▸ **What is needed**: Copy every line below precisely as it appears.

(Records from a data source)

*** Block opens ***

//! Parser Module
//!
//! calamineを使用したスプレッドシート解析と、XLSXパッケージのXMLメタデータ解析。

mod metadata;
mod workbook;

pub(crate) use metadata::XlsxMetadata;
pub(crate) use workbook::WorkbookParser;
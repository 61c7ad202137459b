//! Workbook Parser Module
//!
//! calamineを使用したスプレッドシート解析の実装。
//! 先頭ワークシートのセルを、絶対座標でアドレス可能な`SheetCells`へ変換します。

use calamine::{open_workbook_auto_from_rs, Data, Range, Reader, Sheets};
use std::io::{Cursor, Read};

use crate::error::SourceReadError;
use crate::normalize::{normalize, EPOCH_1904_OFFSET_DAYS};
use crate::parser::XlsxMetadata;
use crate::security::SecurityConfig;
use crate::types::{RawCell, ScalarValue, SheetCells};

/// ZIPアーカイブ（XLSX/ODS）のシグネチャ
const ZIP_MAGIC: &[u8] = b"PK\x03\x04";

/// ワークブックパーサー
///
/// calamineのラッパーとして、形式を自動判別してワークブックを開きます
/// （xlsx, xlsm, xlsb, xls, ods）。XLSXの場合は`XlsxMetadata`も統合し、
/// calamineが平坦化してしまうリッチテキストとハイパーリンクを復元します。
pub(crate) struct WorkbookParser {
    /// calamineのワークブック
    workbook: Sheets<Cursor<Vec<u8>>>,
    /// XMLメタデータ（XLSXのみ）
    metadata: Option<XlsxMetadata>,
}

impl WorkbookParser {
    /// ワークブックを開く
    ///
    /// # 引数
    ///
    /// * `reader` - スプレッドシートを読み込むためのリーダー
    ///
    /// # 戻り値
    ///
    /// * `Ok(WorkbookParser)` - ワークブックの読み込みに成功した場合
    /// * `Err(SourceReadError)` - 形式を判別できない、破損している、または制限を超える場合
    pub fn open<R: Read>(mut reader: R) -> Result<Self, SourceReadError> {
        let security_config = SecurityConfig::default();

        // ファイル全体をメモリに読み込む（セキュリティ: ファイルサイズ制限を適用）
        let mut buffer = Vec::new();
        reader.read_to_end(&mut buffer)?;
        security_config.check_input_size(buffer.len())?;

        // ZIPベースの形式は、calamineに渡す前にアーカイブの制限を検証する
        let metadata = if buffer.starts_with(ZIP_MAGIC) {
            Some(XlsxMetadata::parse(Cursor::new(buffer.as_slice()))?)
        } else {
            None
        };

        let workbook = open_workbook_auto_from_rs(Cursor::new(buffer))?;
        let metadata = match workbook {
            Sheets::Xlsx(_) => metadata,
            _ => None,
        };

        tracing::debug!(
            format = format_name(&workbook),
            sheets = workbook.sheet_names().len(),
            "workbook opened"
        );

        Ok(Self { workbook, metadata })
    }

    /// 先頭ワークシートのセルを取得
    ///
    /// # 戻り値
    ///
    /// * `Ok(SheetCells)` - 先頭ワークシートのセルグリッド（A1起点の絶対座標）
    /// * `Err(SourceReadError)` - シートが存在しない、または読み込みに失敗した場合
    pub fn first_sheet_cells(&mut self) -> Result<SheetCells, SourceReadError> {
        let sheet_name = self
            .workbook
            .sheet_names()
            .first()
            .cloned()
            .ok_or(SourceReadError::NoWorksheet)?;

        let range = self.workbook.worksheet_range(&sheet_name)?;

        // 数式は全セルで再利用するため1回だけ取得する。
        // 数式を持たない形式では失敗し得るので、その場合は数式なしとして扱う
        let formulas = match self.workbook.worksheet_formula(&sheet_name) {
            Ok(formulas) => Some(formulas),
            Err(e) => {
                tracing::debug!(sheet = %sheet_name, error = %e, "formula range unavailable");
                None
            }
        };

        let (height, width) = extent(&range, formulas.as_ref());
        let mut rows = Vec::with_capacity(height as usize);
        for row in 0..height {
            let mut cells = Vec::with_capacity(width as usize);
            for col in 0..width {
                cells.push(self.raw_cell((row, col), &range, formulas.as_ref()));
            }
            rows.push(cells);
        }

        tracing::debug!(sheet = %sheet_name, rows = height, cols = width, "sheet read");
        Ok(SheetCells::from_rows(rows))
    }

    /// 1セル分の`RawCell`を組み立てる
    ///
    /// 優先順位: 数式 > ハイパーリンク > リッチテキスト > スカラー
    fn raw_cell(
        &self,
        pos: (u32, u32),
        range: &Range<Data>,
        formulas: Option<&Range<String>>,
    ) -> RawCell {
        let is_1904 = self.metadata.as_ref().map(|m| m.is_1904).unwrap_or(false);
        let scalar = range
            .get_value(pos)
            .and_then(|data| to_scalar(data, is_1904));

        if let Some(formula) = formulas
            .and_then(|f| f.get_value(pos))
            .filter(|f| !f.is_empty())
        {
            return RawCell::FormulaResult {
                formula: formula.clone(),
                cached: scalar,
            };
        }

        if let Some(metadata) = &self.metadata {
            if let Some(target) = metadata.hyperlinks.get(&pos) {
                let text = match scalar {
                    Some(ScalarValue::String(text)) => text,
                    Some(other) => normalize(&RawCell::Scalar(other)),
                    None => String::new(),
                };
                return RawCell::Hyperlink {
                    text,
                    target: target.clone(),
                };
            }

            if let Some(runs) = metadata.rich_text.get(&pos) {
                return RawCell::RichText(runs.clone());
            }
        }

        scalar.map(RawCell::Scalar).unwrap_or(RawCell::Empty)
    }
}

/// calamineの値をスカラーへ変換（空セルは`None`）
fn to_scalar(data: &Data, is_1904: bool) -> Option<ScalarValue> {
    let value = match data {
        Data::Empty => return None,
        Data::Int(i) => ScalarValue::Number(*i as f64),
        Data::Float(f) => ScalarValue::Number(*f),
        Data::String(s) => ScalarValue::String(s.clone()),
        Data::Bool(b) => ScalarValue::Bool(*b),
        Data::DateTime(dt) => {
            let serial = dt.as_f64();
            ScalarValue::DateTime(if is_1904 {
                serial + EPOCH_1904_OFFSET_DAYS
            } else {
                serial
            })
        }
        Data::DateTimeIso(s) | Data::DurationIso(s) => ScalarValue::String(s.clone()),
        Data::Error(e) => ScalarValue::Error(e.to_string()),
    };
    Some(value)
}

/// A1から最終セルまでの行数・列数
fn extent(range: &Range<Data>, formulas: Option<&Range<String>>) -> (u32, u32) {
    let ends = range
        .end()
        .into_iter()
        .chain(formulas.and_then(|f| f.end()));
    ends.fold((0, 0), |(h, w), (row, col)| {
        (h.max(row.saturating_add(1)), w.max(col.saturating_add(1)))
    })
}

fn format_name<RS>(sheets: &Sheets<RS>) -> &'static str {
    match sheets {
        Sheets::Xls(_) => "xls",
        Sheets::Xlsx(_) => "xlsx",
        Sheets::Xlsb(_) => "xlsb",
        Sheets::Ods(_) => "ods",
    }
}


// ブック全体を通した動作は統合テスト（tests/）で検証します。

*** Block closes ***

▸ **Written reply**:
//! Parser Module
//!
//! calamineを使用したスプレッドシート解析と、XLSXパッケージのXMLメタデータ解析。

mod metadata;
mod workbook;

pub(crate) use metadata::XlsxMetadata;
pub(crate) use workbook::WorkbookParser;
repository 61c7ad202137459b
//! Workbook Parser Module
//!
//! calamineを使用したスプレッドシート解析の実装。
//! 先頭ワークシートのセルを、絶対座標でアドレス可能な`SheetCells`へ変換します。

use calamine::{open_workbook_auto_from_rs, Data, Range, Reader, Sheets};
use std::io::{Cursor, Read};

use crate::error::SourceReadError;
use crate::normalize::{normalize, EPOCH_1904_OFFSET_DAYS};
use crate::parser::XlsxMetadata;
use crate::security::SecurityConfig;
use crate::types::{RawCell, ScalarValue, SheetCells};

/// ZIPアーカイブ（XLSX/ODS）のシグネチャ
const ZIP_MAGIC: &[u8] = b"PK\x03\x04";

/// ワークブックパーサー
///
/// calamineのラッパーとして、形式を自動判別してワークブックを開きます
/// （xlsx, xlsm, xlsb, xls, ods）。XLSXの場合は`XlsxMetadata`も統合し、
/// calamineが平坦化してしまうリッチテキストとハイパーリンクを復元します。
pub(crate) struct WorkbookParser {
    /// calamineのワークブック
    workbook: Sheets<Cursor<Vec<u8>>>,
    /// XMLメタデータ（XLSXのみ）
    metadata: Option<XlsxMetadata>,
}

impl WorkbookParser {
    /// ワークブックを開く
    ///
    /// # 引数
    ///
    /// * `reader` - スプレッドシートを読み込むためのリーダー
    ///
    /// # 戻り値
    ///
    /// * `Ok(WorkbookParser)` - ワークブックの読み込みに成功した場合
    /// * `Err(SourceReadError)` - 形式を判別できない、破損している、または制限を超える場合
    pub fn open<R: Read>(mut reader: R) -> Result<Self, SourceReadError> {
        let security_config = SecurityConfig::default();

        // ファイル全体をメモリに読み込む（セキュリティ: ファイルサイズ制限を適用）
        let mut buffer = Vec::new();
        reader.read_to_end(&mut buffer)?;
        security_config.check_input_size(buffer.len())?;

        // ZIPベースの形式は、calamineに渡す前にアーカイブの制限を検証する
        let metadata = if buffer.starts_with(ZIP_MAGIC) {
            Some(XlsxMetadata::parse(Cursor::new(buffer.as_slice()))?)
        } else {
            None
        };

        let workbook = open_workbook_auto_from_rs(Cursor::new(buffer))?;
        let metadata = match workbook {
            Sheets::Xlsx(_) => metadata,
            _ => None,
        };

        tracing::debug!(
            format = format_name(&workbook),
            sheets = workbook.sheet_names().len(),
            "workbook opened"
        );

        Ok(Self { workbook, metadata })
    }

    /// 先頭ワークシートのセルを取得
    ///
    /// # 戻り値
    ///
    /// * `Ok(SheetCells)` - 先頭ワークシートのセルグリッド（A1起点の絶対座標）
    /// * `Err(SourceReadError)` - シートが存在しない、または読み込みに失敗した場合
    pub fn first_sheet_cells(&mut self) -> Result<SheetCells, SourceReadError> {
        let sheet_name = self
            .workbook
            .sheet_names()
            .first()
            .cloned()
            .ok_or(SourceReadError::NoWorksheet)?;

        let range = self.workbook.worksheet_range(&sheet_name)?;

        // 数式は全セルで再利用するため1回だけ取得する。
        // 数式を持たない形式では失敗し得るので、その場合は数式なしとして扱う
        let formulas = match self.workbook.worksheet_formula(&sheet_name) {
            Ok(formulas) => Some(formulas),
            Err(e) => {
                tracing::debug!(sheet = %sheet_name, error = %e, "formula range unavailable");
                None
            }
        };

        let (height, width) = extent(&range, formulas.as_ref());
        let mut rows = Vec::with_capacity(height as usize);
        for row in 0..height {
            let mut cells = Vec::with_capacity(width as usize);
            for col in 0..width {
                cells.push(self.raw_cell((row, col), &range, formulas.as_ref()));
            }
            rows.push(cells);
        }

        tracing::debug!(sheet = %sheet_name, rows = height, cols = width, "sheet read");
        Ok(SheetCells::from_rows(rows))
    }

    /// 1セル分の`RawCell`を組み立てる
    ///
    /// 優先順位: 数式 > ハイパーリンク > リッチテキスト > スカラー
    fn raw_cell(
        &self,
        pos: (u32, u32),
        range: &Range<Data>,
        formulas: Option<&Range<String>>,
    ) -> RawCell {
        let is_1904 = self.metadata.as_ref().map(|m| m.is_1904).unwrap_or(false);
        let scalar = range
            .get_value(pos)
            .and_then(|data| to_scalar(data, is_1904));

        if let Some(formula) = formulas
            .and_then(|f| f.get_value(pos))
            .filter(|f| !f.is_empty())
        {
            return RawCell::FormulaResult {
                formula: formula.clone(),
                cached: scalar,
            };
        }

        if let Some(metadata) = &self.metadata {
            if let Some(target) = metadata.hyperlinks.get(&pos) {
                let text = match scalar {
                    Some(ScalarValue::String(text)) => text,
                    Some(other) => normalize(&RawCell::Scalar(other)),
                    None => String::new(),
                };
                return RawCell::Hyperlink {
                    text,
                    target: target.clone(),
                };
            }

            if let Some(runs) = metadata.rich_text.get(&pos) {
                return RawCell::RichText(runs.clone());
            }
        }

        scalar.map(RawCell::Scalar).unwrap_or(RawCell::Empty)
    }
}

/// calamineの値をスカラーへ変換（空セルは`None`）
fn to_scalar(data: &Data, is_1904: bool) -> Option<ScalarValue> {
    let value = match data {
        Data::Empty => return None,
        Data::Int(i) => ScalarValue::Number(*i as f64),
        Data::Float(f) => ScalarValue::Number(*f),
        Data::String(s) => ScalarValue::String(s.clone()),
        Data::Bool(b) => ScalarValue::Bool(*b),
        Data::DateTime(dt) => {
            let serial = dt.as_f64();
            ScalarValue::DateTime(if is_1904 {
                serial + EPOCH_1904_OFFSET_DAYS
            } else {
                serial
            })
        }
        Data::DateTimeIso(s) | Data::DurationIso(s) => ScalarValue::String(s.clone()),
        Data::Error(e) => ScalarValue::Error(e.to_string()),
    };
    Some(value)
}

/// A1から最終セルまでの行数・列数
fn extent(range: &Range<Data>, formulas: Option<&Range<String>>) -> (u32, u32) {
    let ends = range
        .end()
        .into_iter()
        .chain(formulas.and_then(|f| f.end()));
    ends.fold((0, 0), |(h, w), (row, col)| {
        (h.max(row.saturating_add(1)), w.max(col.saturating_add(1)))
    })
}

fn format_name<RS>(sheets: &Sheets<RS>) -> &'static str {
    match sheets {
        Sheets::Xls(_) => "xls",
        Sheets::Xlsx(_) => "xlsx",
        Sheets::Xlsb(_) => "xlsb",
        Sheets::Ods(_) => "ods",
    }
}


// ブック全体を通した動作は統合テスト（tests/）で検証します。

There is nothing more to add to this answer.